How Wikipedia gets edited

I haven’t posted Lowering the Bar items in a while, mostly because Kevin Underhill, its inventor and maestro, has been commenting on criminal, not civil, events, but partially because he’s changed the formatting of his blog and I can’t figure out how to pick things up and share them here.

Well, I can, actually: I copy them and paste them. So, having announced my advanced methodology, here’s Kevin on how Wikipedia works. Think about this when you next check in with Wikipedia and assume everything it tells you is spot-on accurate:

  • As Weird Al Yankovic has noted, it is a clear sign of nerdhood that one has edited a Wikipedia page (and yes, I have done that). If you can’t edit one yourself, you can ask other editors to do it for you, as this incident shows. That gentleman asked for several edits to the page about himself, complaining that (among other things) it used an inaccurate nickname, got the details of his early life wrong, and that someone had deleted a paragraph mentioning his book about the Manson Family killings. This caused quite a stir, mainly because he was the Manson Family member in question. Charles “Tex” Watson (if it was actually him), also said the article wrongly accused him of taking $70 from one of the victims.
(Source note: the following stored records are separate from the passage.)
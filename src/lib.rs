//! Route planning over a fixed timetable of scheduled flights.
//!
//! A [`Planner`] links every flight to the flights that can be boarded after it,
//! given a minimum layover, and answers three kinds of query over a departure /
//! arrival window: fewest flights with earliest arrival, cheapest total fare, and
//! fewest flights with cheapest fare.

pub mod city;
pub mod error;
pub mod flight;
pub mod graph;
pub mod heap;
pub mod loader;
pub mod planner;
pub mod report;
pub mod route;
pub mod time;

pub use city::CityId;
pub use error::{LoadError, QueryError};
pub use flight::{Fare, Flight, FlightId};
pub use planner::{Objective, Planner, PlannerConfig, Query};
pub use route::Route;
pub use time::{Time, TimeWindow};
use crate::city::CityId;
use crate::error::QueryError;
use crate::time::{Time, TimeWindow};
use serde::{Deserialize, Serialize};
use std::fmt;
use std::str::FromStr;

#[derive(Debug, Clone, Copy, PartialEq, Eq, Serialize, Deserialize)]
pub struct Query {
    pub from: CityId,
    pub to: CityId,
    pub window: TimeWindow,
}

impl Query {
    pub fn new(from: CityId, to: CityId, earliest: Time, latest: Time) -> Query {
        Query {
            from,
            to,
            window: TimeWindow::new(earliest, latest),
        }
    }

    pub fn validate(&self) -> Result<(), QueryError> {
        if self.window.is_inverted() {
            return Err(QueryError::InvertedWindow {
                earliest: self.window.earliest,
                latest: self.window.latest,
            });
        }
        if self.from == self.to {
            return Err(QueryError::SameCity(self.from));
        }
        Ok(())
    }
}

impl fmt::Display for Query {
    fn fmt(&self, f: &mut fmt::Formatter<'_>) -> fmt::Result {
        write!(f, "{} -> {} within {}", self.from, self.to, self.window)
    }
}

#[derive(Debug, Clone, Copy, PartialEq, Eq, Hash, Serialize, Deserialize)]
pub enum Objective {
    LeastFlightsEarliest,
    Cheapest,
    LeastFlightsCheapest,
}

impl Objective {
    pub const ALL: [Objective; 3] = [
        Objective::LeastFlightsEarliest,
        Objective::Cheapest,
        Objective::LeastFlightsCheapest,
    ];
}

impl fmt::Display for Objective {
    fn fmt(&self, f: &mut fmt::Formatter<'_>) -> fmt::Result {
        let label = match self {
            Objective::LeastFlightsEarliest => "least flights, earliest arrival",
            Objective::Cheapest => "cheapest",
            Objective::LeastFlightsCheapest => "least flights, cheapest",
        };
        write!(f, "{}", label)
    }
}

impl FromStr for Objective {
    type Err = String;

    fn from_str(s: &str) -> Result<Self, Self::Err> {
        match s {
            "lf" | "least" => Ok(Objective::LeastFlightsEarliest),
            "c" | "cheap" | "cheapest" => Ok(Objective::Cheapest),
            "lfc" => Ok(Objective::LeastFlightsCheapest),
            other => Err(format!("unknown objective '{}', expected lf, c or lfc", other)),
        }
    }
}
Guess he felt it was important to set the record straight.
  • Okay, the articles I have edited at one point or another include, but are not limited to, “larceny,” “coulrophobia,” “trial of the century,” “The Texas Chainsaw Massacre,” “John Dean,” “the Insular Cases,” “Baba Yaga,” “restatements of the law,” “Egyptian pyramids,” “Henry V,” and “Cthulhu Mythos,” and I’m sure there was a good reason I was interested in each of those topics at the time. Although the reason for “Baba Yaga” is not coming to mind right now, to be honest.